Un diagnostic moléculaire à partir d’une biopsie liquide -ici un test urinaire- et en cas de détection, des nanoparticules diagnostiques repérables au PET scan pour localiser la tumeur ou surveiller sa récidive, c’est le système diagnostique proposé et documenté par cette équipe de bioingénieurs du Massachusetts Institute of Technologie dans la revue Nature Materials. Une alternative envisageable en première intention à l’imagerie systématique qui permettrait de faire un test de routine dans le cadre d'un bilan de santé général avant d’avoir recours à une infrastructure de dépistage coûteuse et pas toujours accessible.
Car aujourd’hui, pour dépister plusieurs cancers courants, la plupart des tests utilisés dont la mammographie, la coloscopie et les tomodensitogrammes sont basés sur l'imagerie. Plus récemment, de nombreuses études ont décrits les avantages de la biopsie liquide qui va rechercher l’ADN tumoral circulant dans les fluides corporels (sang, urine, LCR). Ici, les chercheurs du MIT proposent de combiner les 2 techniques, le test d’urine et, si nécessaire l’imagerie et précisément la tomographie par émission de positrons (PET Scan).
Une nouvelle nanoparticule diagnostique qui combine 2 caractéristiques
Le concept n’est pas seulement de combiner les 2 tests mais de disposer d’un marqueur capable de révéler la présence de protéines cancéreuses dans l’urine et de fonctionner comme un agent d'imagerie, afin de localiser l'emplacement de la tumeur par PET scan.
Il existe déjà des marqueurs urinaires : au cours de ces dernières années, l’équipe a développé des systèmes diagnostiques du cancer qui fonctionnent en générant des biomarqueurs synthétiques qui peuvent être facilement détectés dans l'urine. La plupart des cellules cancéreuses expriment des enzymes appelées protéases, qui les aident à échapper à leurs sites d'origine en coupant les protéines de la matrice extracellulaire. Les nanoparticules de détection du cancer sont recouvertes de peptides qui sont clivés par ces protéases. Lorsque ces particules rencontrent une tumeur, les peptides sont clivés et excrétés dans l'urine, où ils peuvent être facilement détectés. Si ces biomarqueurs peuvent détecter la présence de tumeurs à un stade précoce, ils ne révèlent pas l'emplacement exact de la tumeur ou si la tumeur s'est propagée au-delà de son organe d'origine.

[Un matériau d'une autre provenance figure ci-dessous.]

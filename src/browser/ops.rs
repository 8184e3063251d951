//! Synchronous filesystem primitives used by the browser: move/copy to an
//! explicit target, delete, create, and the best-effort OS integration
//! calls. All run on the dispatch thread; none are transactional.

use std::fs;
use std::path::Path;
use std::process::Command;

use tracing::debug;

use crate::error::Result;

/// Create an empty file at the given path.
pub fn create_file(path: &Path) -> Result<()> {
    fs::File::create(path)?;
    Ok(())
}

/// Create a new directory at the given path.
pub fn create_dir(path: &Path) -> Result<()> {
    fs::create_dir(path)?;
    Ok(())
}

/// Rename a file or directory within its filesystem.
pub fn rename(from: &Path, to: &Path) -> Result<()> {
    fs::rename(from, to)?;
    Ok(())
}

/// Delete a file or directory. Directories are removed recursively.
pub fn delete(path: &Path) -> Result<()> {
    if path.is_dir() {
        fs::remove_dir_all(path)?;
    } else {
        fs::remove_file(path)?;
    }
    Ok(())
}

/// Copy `src` to the explicit target `dest` — a plain file copy, or a
/// recursive copy for directories. The caller has already resolved any name
/// collision at `dest`.
pub fn copy_to(src: &Path, dest: &Path) -> Result<()> {
    if src.is_dir() {
        copy_dir_recursive(src, dest)?;
    } else {
        fs::copy(src, dest)?;
    }
    Ok(())
}

/// Move `src` to the explicit target `dest`.
///
/// Tries `fs::rename` first (same-device, instant) and falls back to
/// copy-then-delete for cross-device moves.
pub fn move_to(src: &Path, dest: &Path) -> Result<()> {
    match fs::rename(src, dest) {
        Ok(()) => Ok(()),
        Err(_) => {
            if src.is_dir() {
                copy_dir_recursive(src, dest)?;
                fs::remove_dir_all(src)?;
            } else {
                fs::copy(src, dest)?;
                fs::remove_file(src)?;
            }
            Ok(())
        }
    }
}

fn copy_dir_recursive(src: &Path, dest: &Path) -> Result<()> {
    fs::create_dir_all(dest)?;
    for entry in fs::read_dir(src)? {
        let entry = entry?;
        let src_path = entry.path();
        let dest_path = dest.join(entry.file_name());
        if src_path.is_dir() {
            copy_dir_recursive(&src_path, &dest_path)?;
        } else {
            fs::copy(&src_path, &dest_path)?;
        }
    }
    Ok(())
}

// ── Best-effort OS integration ───────────────────────────────────────────────

/// Open a path with the OS default handler. Failures are swallowed; this is
/// a convenience, not a contract.
pub fn open_with_os(path: &Path) {
    #[cfg(target_os = "macos")]
    let result = Command::new("open").arg(path).spawn();
    #[cfg(target_os = "windows")]
    let result = Command::new("cmd")
        .args(["/C", "start", ""])
        .arg(path)
        .spawn();
    #[cfg(not(any(target_os = "macos", target_os = "windows")))]
    let result = Command::new("xdg-open").arg(path).spawn();

    if let Err(e) = result {
        debug!(path = %path.display(), error = %e, "open_with_os failed");
    }
}

/// Reveal a path in the OS file explorer. Failures are swallowed.
pub fn reveal_in_os(path: &Path) {
    #[cfg(target_os = "macos")]
    let result = Command::new("open").arg("-R").arg(path).spawn();
    #[cfg(target_os = "windows")]
    let result = Command::new("explorer")
        .arg(format!("/select,{}", path.display()))
        .spawn();
    #[cfg(not(any(target_os = "macos", target_os = "windows")))]
    let result = {
        // no portable "select in file manager" on linux; open the parent dir
        let target = path.parent().unwrap_or(path);
        Command::new("xdg-open").arg(target).spawn()
    };

    if let Err(e) = result {
        debug!(path = %path.display(), error = %e, "reveal_in_os failed");
    }
}

#[cfg(test)]
mod tests {
    use super::*;
    use tempfile::TempDir;

    #[test]
    fn create_file_and_dir() {
        let tmp = TempDir::new().unwrap();
        create_file(&tmp.path().join("f.txt")).unwrap();
        create_dir(&tmp.path().join("d")).unwrap();
        assert!(tmp.path().join("f.txt").is_file());
        assert!(tmp.path().join("d").is_dir());
    }

    #[test]
    fn create_dir_twice_fails() {
        let tmp = TempDir::new().unwrap();
        create_dir(&tmp.path().join("dup")).unwrap();
        assert!(create_dir(&tmp.path().join("dup")).is_err());
    }

    #[test]
    fn rename_moves_entry() {
        let tmp = TempDir::new().unwrap();
        let old = tmp.path().join("old.txt");
        let new = tmp.path().join("new.txt");
        create_file(&old).unwrap();
        rename(&old, &new).unwrap();
        assert!(!old.exists());
        assert!(new.exists());
    }

    #[test]
    fn delete_file_and_dir_tree() {
        let tmp = TempDir::new().unwrap();
        let dir = tmp.path().join("parent");
        fs::create_dir_all(dir.join("child")).unwrap();
        fs::write(dir.join("child").join("f.txt"), "x").unwrap();
        delete(&dir).unwrap();
        assert!(!dir.exists());

        let file = tmp.path().join("single.txt");
        create_file(&file).unwrap();
        delete(&file).unwrap();
        assert!(!file.exists());
    }

    #[test]
    fn delete_missing_fails() {
        let tmp = TempDir::new().unwrap();
        assert!(delete(&tmp.path().join("ghost")).is_err());
    }

    #[test]
    fn copy_to_duplicates_file() {
        let tmp = TempDir::new().unwrap();
        let src = tmp.path().join("src.txt");
        fs::write(&src, "hello").unwrap();
        let dest = tmp.path().join("dest.txt");
        copy_to(&src, &dest).unwrap();
        assert_eq!(fs::read_to_string(&dest).unwrap(), "hello");
        assert!(src.exists());
    }

    #[test]
    fn copy_to_recurses_into_directories() {
        let tmp = TempDir::new().unwrap();
        let src = tmp.path().join("tree");
        fs::create_dir_all(src.join("sub")).unwrap();
        fs::write(src.join("a.txt"), "a").unwrap();
        fs::write(src.join("sub").join("b.txt"), "b").unwrap();

        let dest = tmp.path().join("copy");
        copy_to(&src, &dest).unwrap();
        assert_eq!(fs::read_to_string(dest.join("a.txt")).unwrap(), "a");
        assert_eq!(
            fs::read_to_string(dest.join("sub").join("b.txt")).unwrap(),
            "b"
        );
    }

    #[test]
    fn move_to_removes_source() {
        let tmp = TempDir::new().unwrap();
        let src = tmp.path().join("move_me.txt");
        fs::write(&src, "content").unwrap();
        let dest = tmp.path().join("moved.txt");
        move_to(&src, &dest).unwrap();
        assert!(!src.exists());
        assert_eq!(fs::read_to_string(&dest).unwrap(), "content");
    }

    #[test]
    fn move_to_handles_directories() {
        let tmp = TempDir::new().unwrap();
        let src = tmp.path().join("dir");
        fs::create_dir(&src).unwrap();
        fs::write(src.join("inner.txt"), "data").unwrap();
        let dest = tmp.path().join("elsewhere");
        move_to(&src, &dest).unwrap();
        assert!(!src.exists());
        assert!(dest.join("inner.txt").exists());
    }
}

Il fallait développer un marqueur multimodal : partant des marqueurs urinaires, les chercheurs du MIT ont cherché à développer un diagnostic « multimodal », qui peut effectuer à la fois un dépistage moléculaire (détection du signal urinaire) et une imagerie capable de localiser tumeur d'origine et les métastases. Afin de modifier les marqueurs urinaires de manière à ce qu’ils soient également lisibles par PET scan, les chercheurs ont ajouté un traceur radioactif appelé cuivre-64 et les ont également recouverts d'un peptide attiré par les environnements acides, tels que le microenvironnement des tumeurs, pour inciter les particules à s'accumuler sur les sites tumoraux. Une fois autour de la tumeur, ces peptides s'insèrent dans les membranes cellulaires, créant un signal d'imagerie puissant, repérable à l’imagerie.
Un diagnostic capable de détecter le cancer n'importe où dans le corps : c’est donc la promesse de ce nouveau test conçu également pour détecter les tumeurs qui se sont métastasées à partir de leur site d'origine. L’auteur principal, Sangeeta Bhatia, professeur de sciences et technologies de la santé et de génie électrique et informatique au MIT explique : « Il s'agit d'un capteur très large destiné à répondre à la fois aux tumeurs primaires et à leurs métastases. Il peut déclencher un signal urinaire et nous permettre également de visualiser où se trouvent les tumeurs ».
Premières preuves de concept : les chercheurs montrent ici que le diagnostic est capable de surveiller la progression du cancer du côlon, y compris la propagation des tumeurs métastatiques aux poumons et au foie. La preuve est ici apportée chez 2 souris modèles de cancer du côlon métastatique.
Bientôt un test de routine ? L’idée en effet est de permettre un dépistage universel ou presque des cancers chaque année avec le test d’urine. S'il est approuvé pour une utilisation chez les patients humains, ce type de diagnostic pourrait également être utile pour évaluer la réponse des patients au traitement et pour surveiller à long terme la récidive tumorale ou les métastases.
« Les patients pourraient être surveillés avec la version urinaire du test tous les 6 mois, par exemple. Si le test urinaire est positif, ils pourraient subir avec le même agent une imagerie permettant d’évaluer et localiser la tumeur et les métastases ».
À plus long terme, la technologie pourrait être utilisée dans le cadre d'un diagnostic régulier et généralisé permettant de détecter tout type de cancer.